【5月10日付社説】環境省の対話姿勢/復興進められるのか疑問だ

 水俣病の犠牲者慰霊式後に行われた懇談中に被害者団体側の発言が遮られた問題で、環境省は懇談について、患者や被害者らの意見を聞いたというアリバイづくりの場としか考えていないことを露呈した。東京電力福島第1原発事故に見舞われた被災者との対話に、同じような姿勢で臨んでいないか、疑念が拭えない。

 熊本県水俣市で行われた被害者らと伊藤信太郎環境相の懇談で、被害者側の発言中、持ち時間の3分を過ぎたことを理由に、環境省の職員がマイクの音を消した。発言者の持ち時間に関する事前の説明はなかった。

 数十年にわたり水俣病に苦しめられている被害者側の訴えを一方的に遮った環境省の対応は、暴挙というほかない。

 伊藤氏は懇談後、「マイクを切ったことを認識しておりません」と述べた。会場からは「認識できたでしょ」との抗議の声が上がったが、早々に退席した。

 当初は担当職員が被害者側に謝罪する方向で調整されていたものの、批判の高まりを受け、伊藤氏自らが直接謝罪する事態に追い込まれた。環境行政のトップとして現場にいながら、職員の対応を正せず、人ごとのような姿勢に終始した伊藤氏の責任は重い。

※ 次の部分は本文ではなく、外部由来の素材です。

//! Template error types

use p2f_domain::Field;
use thiserror::Error;

/// Errors raised while parsing a filename template
///
/// Every one of these is fatal at startup: a bad template would make every
/// file in a batch fail the same way.
#[derive(Error, Debug)]
pub enum TemplateError {
    /// Template string is empty
    #[error("Template is empty")]
    Empty,

    /// Placeholder name not one of date, partner, documentType, amount
    #[error("Unknown placeholder '{{{0}}}' (expected date, partner, documentType or amount)")]
    UnknownPlaceholder(String),

    /// `{` without `}` or a stray `}`
    #[error("Unbalanced brace at position {0}")]
    UnbalancedBrace(usize),

    /// Template has no placeholder at all
    #[error("Template contains no placeholders")]
    NoPlaceholders,

    /// Two placeholders with nothing between them cannot be told apart
    #[error("Placeholders {{{0}}} and {{{1}}} must be separated by literal text")]
    AdjacentPlaceholders(Field, Field),

    /// Renames stay inside the source directory
    #[error("Template must not contain path separators")]
    PathSeparator,

    /// Generated matcher failed to compile
    #[error("Failed to compile filename pattern: {0}")]
    Pattern(#[from] regex::Error),
}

 今回の問題は本県にとっても看過できるものではない。原発事故に伴う除染で出た土壌の、県外での再生利用と最終処分を環境省が担っているからだ。

 法律に定められている2045年3月までに最終処分を完了させるためには、安全性が確認された土壌の県外再生利用を進め、処分量を減らすことが欠かせない。ただ、環境省が東京都新宿区や埼玉県所沢市で進めてきた再生利用の実証事業は、地元の反発が強く、事実上頓挫した。

 実証事業ですら地元の理解を得られず、環境省の合意形成の在り方に疑問符が付く中で今回の問題が起きた。理解醸成に向けた対話も満足にできないのなら、再生利用事業は早晩行き詰まる。

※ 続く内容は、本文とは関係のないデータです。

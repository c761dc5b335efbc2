//! p2f LLM Provider Layer
//!
//! Implementations of the `LlmProvider` trait from `p2f-domain`.
//!
//! # Providers
//!
//! - `MockProvider`: Deterministic mock for testing
//! - `OpenAiProvider`: OpenAI Responses API integration
//!
//! # Examples
//!
//! ```
//! use p2f_llm::MockProvider;
//! use p2f_domain::{LlmProvider, LlmRequest};
//!
//! # tokio_test_block_on(async {
//! let provider = MockProvider::new(r#"{"date":"20240115"}"#);
//! let request = LlmRequest {
//!     filename: "scan.pdf".to_string(),
//!     document: Vec::new(),
//!     prompt: "Extract the date".to_string(),
//! };
//! assert_eq!(provider.generate(&request).await.unwrap(), r#"{"date":"20240115"}"#);
//! # });
//! # fn tokio_test_block_on<F: std::future::Future>(f: F) -> F::Output {
//! #     tokio::runtime::Runtime::new().unwrap().block_on(f)
//! # }
//! ```

#![warn(missing_docs)]

pub mod openai;

use p2f_domain::{LlmProvider, LlmRequest};
use std::collections::HashMap;
use std::sync::atomic::{AtomicUsize, Ordering};
use std::sync::{Arc, Mutex};
use std::time::Duration;
use thiserror::Error;

pub use openai::OpenAiProvider;

/// Errors that can occur during LLM operations
#[derive(Error, Debug)]
pub enum LlmError {
    /// Network or API communication error
    #[error("Communication error: {0}")]
    Communication(String),

    /// Invalid response from LLM
    #[error("Invalid response: {0}")]
    InvalidResponse(String),

    /// Rate limit exceeded
    #[error("Rate limit exceeded")]
    RateLimitExceeded,

    /// Model not available
    #[error("Model not available: {0}")]
    ModelNotAvailable(String),

    /// API key missing or rejected
    #[error("Unauthorized: check OPENAI_API_KEY")]
    Unauthorized,

    /// Generic error
    #[error("LLM error: {0}")]
    Other(String),
}

#[derive(Debug, Clone)]
enum MockResponse {
    Text(String),
    Error,
}

/// Mock LLM provider for deterministic testing
///
/// Returns pre-configured responses keyed by the request's file name
/// without making any network calls.
///
/// # Examples
///
/// ```
/// use p2f_llm::MockProvider;
///
/// let mut provider = MockProvider::default();
/// provider.add_response("a.pdf", r#"{"partner":"Acme"}"#);
/// provider.add_error("broken.pdf");
/// assert_eq!(provider.call_count(), 0);
/// ```
#[derive(Debug, Clone)]
pub struct MockProvider {
    default_response: String,
    responses: Arc<Mutex<HashMap<String, MockResponse>>>,
    call_count: Arc<AtomicUsize>,
    delay: Option<Duration>,
}

impl MockProvider {
    /// Create a new MockProvider with a fixed response for all files
    pub fn new(response: impl Into<String>) -> Self {
        Self {
            default_response: response.into(),
            responses: Arc::new(Mutex::new(HashMap::new())),
            call_count: Arc::new(AtomicUsize::new(0)),
            delay: None,
        }
    }

    /// Add a specific response for a given file name
    pub fn add_response(&mut self, filename: impl Into<String>, response: impl Into<String>) {
        self.responses
            .lock()
            .unwrap_or_else(|e| e.into_inner())
            .insert(filename.into(), MockResponse::Text(response.into()));
    }

    /// Configure to return an error for a specific file name
    pub fn add_error(&mut self, filename: impl Into<String>) {
        self.responses
            .lock()
            .unwrap_or_else(|e| e.into_inner())
            .insert(filename.into(), MockResponse::Error);
    }

    /// Wait before answering every request
    pub fn with_delay(mut self, delay: Duration) -> Self {
        self.delay = Some(delay);
        self
    }

    /// Get the number of times generate was called
    pub fn call_count(&self) -> usize {
        self.call_count.load(Ordering::SeqCst)
    }

    /// Reset the call count
    pub fn reset_call_count(&self) {
        self.call_count.store(0, Ordering::SeqCst);
    }

    fn lookup(&self, filename: &str) -> Option<MockResponse> {
        self.responses
            .lock()
            .unwrap_or_else(|e| e.into_inner())
            .get(filename)
            .cloned()
    }
}

impl Default for MockProvider {
    fn default() -> Self {
        Self::new("{}")
    }
}

impl LlmProvider for MockProvider {
    type Error = LlmError;

    async fn generate(&self, request: &LlmRequest) -> Result<String, Self::Error> {
        self.call_count.fetch_add(1, Ordering::SeqCst);

        if let Some(delay) = self.delay {
            tokio::time::sleep(delay).await;
        }

        match self.lookup(&request.filename) {
            Some(MockResponse::Text(text)) => Ok(text),
            Some(MockResponse::Error) => Err(LlmError::Other("Mock error".to_string())),
            None => Ok(self.default_response.clone()),
        }
    }

    fn model_name(&self) -> &str {
        "mock"
    }
}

 水俣病の公式確認から68年が経過した現在も、被害者らが窮状を訴えているのは、国による救済が不十分なことの表れといえる。被害者らの声を受け止め、切迫感を共有することのできない環境省では、本県の環境回復への取り組みも停滞を招くであろうことは想像に難くない。

 今回の問題を伊藤氏の謝罪だけで終わりとしてはならない。どう各地の課題を解決し、務めを果たしていくのか。環境省全体で考える契機とする必要がある。